Project identity package. Project identity packages included such items as university-logo notebooks, portfolios, and pencils, which were competitively sought by project staff (Study 1). Special project colors and a project logo were used in Study 2. Both these mechanisms helped project staff develop a sense of attachment to the project, which enhanced their security and pride and made small irritations easier to deal with. Project identity also helped people recognize the project's boundaries, so that project materials were easier to retrieve if they got mixed in with clinic records.
Newsletters, birthday observances, and treats. Newsletters were used in Study 2 to reduce uncertainty about the project by bringing information to health department personnel as well as to study staff Health department staff profiles were published, and other useful news (for example, the latest research results concerning specific birth control methods) was provided as a "benefit." Birthday cards were sent to health department and study staff members. When joint staff meetings were held, the research project provided food, and study staff occasionally brought snacks for the health department staff during data collection sessions.
People in all the systems involved in a collaborative study have the same needs: respect, recognition, safety, growth, and resources. When individual and system needs are met, collaboration works well. If either the project or the health department system is not functioning well internally, and staff members' needs are not being met, problems in collaboration will increase. Primary responsibility for meeting staff and organizational needs lies with the employing unit (health department or research project).
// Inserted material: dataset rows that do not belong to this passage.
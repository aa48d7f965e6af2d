//! Command runner driving the store from the command line.

use std::io::Write;

use tracing::{debug, info};

use super::render;
use crate::application::{ImageResolver, MarketplaceStore};
use crate::domain::{Car, CarId, CatalogFilters, View};
use crate::infrastructure::config::{BrowseArgs, Command};

/// One CLI invocation over a store.
pub struct App {
    store: MarketplaceStore,
    images: ImageResolver,
}

impl App {
    /// Wraps a store and the resolver used for image links.
    #[must_use]
    pub const fn new(store: MarketplaceStore, images: ImageResolver) -> Self {
        Self { store, images }
    }

    /// The store commands run against.
    #[must_use]
    pub const fn store(&self) -> &MarketplaceStore {
        &self.store
    }

    /// Restores the session, runs `command` and prints the resulting state
    /// followed by every active notification.
    ///
    /// # Errors
    /// Returns error if writing to `out` fails.
    pub async fn run(&self, command: Command, out: &mut impl Write) -> color_eyre::Result<()> {
        self.store.startup().await;
        debug!(command = command.name(), logged_in = self.store.is_logged_in(), "Running command");

        match command {
            Command::Featured => self.featured(out)?,
            Command::Browse(args) => self.browse(args, out).await?,
            Command::Login { email, password } => self.login(email, password, out).await?,
            Command::Signup {
                name,
                email,
                password,
                confirm_password,
            } => {
                self.signup(name, email, password, confirm_password, out)
                    .await?;
            }
            Command::Favorites => self.favorites(out).await?,
            Command::Toggle { car_id } => self.toggle(CarId::from(car_id)).await,
            Command::Logout => self.store.logout().await,
            Command::Whoami => writeln!(out, "{}", render::session_line(&self.store.snapshot()))?,
        }

        for notification in self.store.notifications().active() {
            writeln!(out, "{}", render::notification_line(&notification))?;
        }
        info!("Command finished");
        Ok(())
    }

    fn featured(&self, out: &mut impl Write) -> std::io::Result<()> {
        let snapshot = self.store.snapshot();
        writeln!(out, "Featured cars")?;
        writeln!(
            out,
            "{}",
            render::car_list(&snapshot.featured_cars, &snapshot, &self.images)
        )
    }

    async fn browse(&self, args: BrowseArgs, out: &mut impl Write) -> std::io::Result<()> {
        self.store.set_filters(CatalogFilters {
            make: args.make.unwrap_or_default(),
            price_range: args.price_range.unwrap_or_default(),
            year: args.year.unwrap_or_default(),
            fuel: args.fuel.unwrap_or_default(),
            search_query: args.search.unwrap_or_default(),
        });
        self.store.search().await;

        if args.page != 1 && !self.store.change_page(args.page).await {
            writeln!(
                out,
                "Page {} is out of range, showing page {}.",
                args.page,
                self.store.pagination().current
            )?;
        }

        let snapshot = self.store.snapshot();
        writeln!(out, "{}", render::car_list(&snapshot.cars, &snapshot, &self.images))?;
        writeln!(
            out,
            "{}",
            render::pager(&snapshot.pagination, &snapshot.visible_pages)
        )
    }

    async fn login(&self, email: String, password: String, out: &mut impl Write) -> std::io::Result<()> {
        self.store.open_login();
        self.store.update_login_form(|form| {
            form.email = email;
            form.password = password;
        });

        if !self.store.login().await {
            writeln!(out, "Login failed: {}", self.store.login_error())?;
        }
        writeln!(out, "{}", render::session_line(&self.store.snapshot()))
    }

    async fn signup(
        &self,
        name: String,
        email: String,
        password: String,
        confirm_password: String,
        out: &mut impl Write,
    ) -> std::io::Result<()> {
        self.store.open_signup();
        self.store.update_signup_form(|form| {
            form.name = name;
            form.email = email;
            form.password = password;
            form.confirm_password = confirm_password;
        });

        if !self.store.signup().await {
            writeln!(out, "Signup failed: {}", self.store.signup_error())?;
        }
        writeln!(out, "{}", render::session_line(&self.store.snapshot()))
    }

    async fn favorites(&self, out: &mut impl Write) -> std::io::Result<()> {
        if !self.store.is_logged_in() {
            return writeln!(out, "Log in to see your favorites.");
        }
        self.store.navigate(View::Favorites).await;

        let snapshot = self.store.snapshot();
        writeln!(out, "Your favorites ({})", snapshot.favorites.len())?;
        writeln!(
            out,
            "{}",
            render::car_list(&snapshot.favorites, &snapshot, &self.images)
        )
    }

    async fn toggle(&self, id: CarId) {
        let car = self.known_car(&id).unwrap_or_else(|| Car::new(id, "", ""));
        self.store.toggle_favorite(&car).await;
    }

    /// Full record for `id` from whatever the store already holds.
    fn known_car(&self, id: &CarId) -> Option<Car> {
        let snapshot = self.store.snapshot();
        snapshot
            .favorites
            .into_iter()
            .chain(snapshot.featured_cars)
            .chain(snapshot.cars)
            .find(|car| &car.id == id)
    }
}
//! Catalog port for listing queries.

use async_trait::async_trait;
use serde::Serialize;

use crate::domain::entities::{Car, CatalogFilters, Page};
use crate::domain::errors::ApiError;

/// Query string of a `GET /cars` request.
///
/// Absent fields are omitted from the query string.
#[derive(Debug, Clone, Default, PartialEq, Eq, Serialize)]
#[serde(rename_all = "camelCase")]
#[allow(missing_docs)]
pub struct CarQuery {
    #[serde(skip_serializing_if = "Option::is_none")]
    pub page: Option<u32>,
    #[serde(skip_serializing_if = "Option::is_none")]
    pub search: Option<String>,
    #[serde(skip_serializing_if = "Option::is_none")]
    pub make: Option<String>,
    #[serde(skip_serializing_if = "Option::is_none")]
    pub year: Option<String>,
    #[serde(skip_serializing_if = "Option::is_none")]
    pub fuel: Option<String>,
    #[serde(skip_serializing_if = "Option::is_none")]
    pub price_min: Option<u32>,
    #[serde(skip_serializing_if = "Option::is_none")]
    pub price_max: Option<u32>,
    #[serde(skip_serializing_if = "Option::is_none")]
    pub featured: Option<bool>,
    #[serde(skip_serializing_if = "Option::is_none")]
    pub limit: Option<u32>,
}

fn non_empty(value: &str) -> Option<String> {
    let trimmed = value.trim();
    (!trimmed.is_empty()).then(|| trimmed.to_string())
}

impl CarQuery {
    /// Builds the browse query for `page` from the current filters.
    #[must_use]
    pub fn from_filters(filters: &CatalogFilters, page: u32) -> Self {
        let bounds = filters.price_range.bounds();
        Self {
            page: Some(page),
            search: non_empty(&filters.search_query),
            make: non_empty(&filters.make),
            year: non_empty(&filters.year),
            fuel: non_empty(&filters.fuel),
            price_min: bounds.min,
            price_max: bounds.max,
            featured: None,
            limit: None,
        }
    }

    /// Builds the fixed query for the featured strip.
    #[must_use]
    pub fn featured(limit: u32) -> Self {
        Self {
            featured: Some(true),
            limit: Some(limit),
            ..Self::default()
        }
    }
}

/// Port for the car listing endpoint.
#[async_trait]
pub trait CatalogPort: Send + Sync {
    /// Fetches one page of cars matching `query`.
    async fn list_cars(&self, query: &CarQuery) -> Result<Page<Car>, ApiError>;
}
But the two units can also help each other by consulting about needs for supervision, information, and system changes.
Successful collaboration does not happen by chance. An understanding of organizations and systems, and planned preventive and corrective actions are needed. These two different experiences with health departments in two different states have helped elucidate the relevant principles and provided examples that may be useful to others in building collaborative research relationships.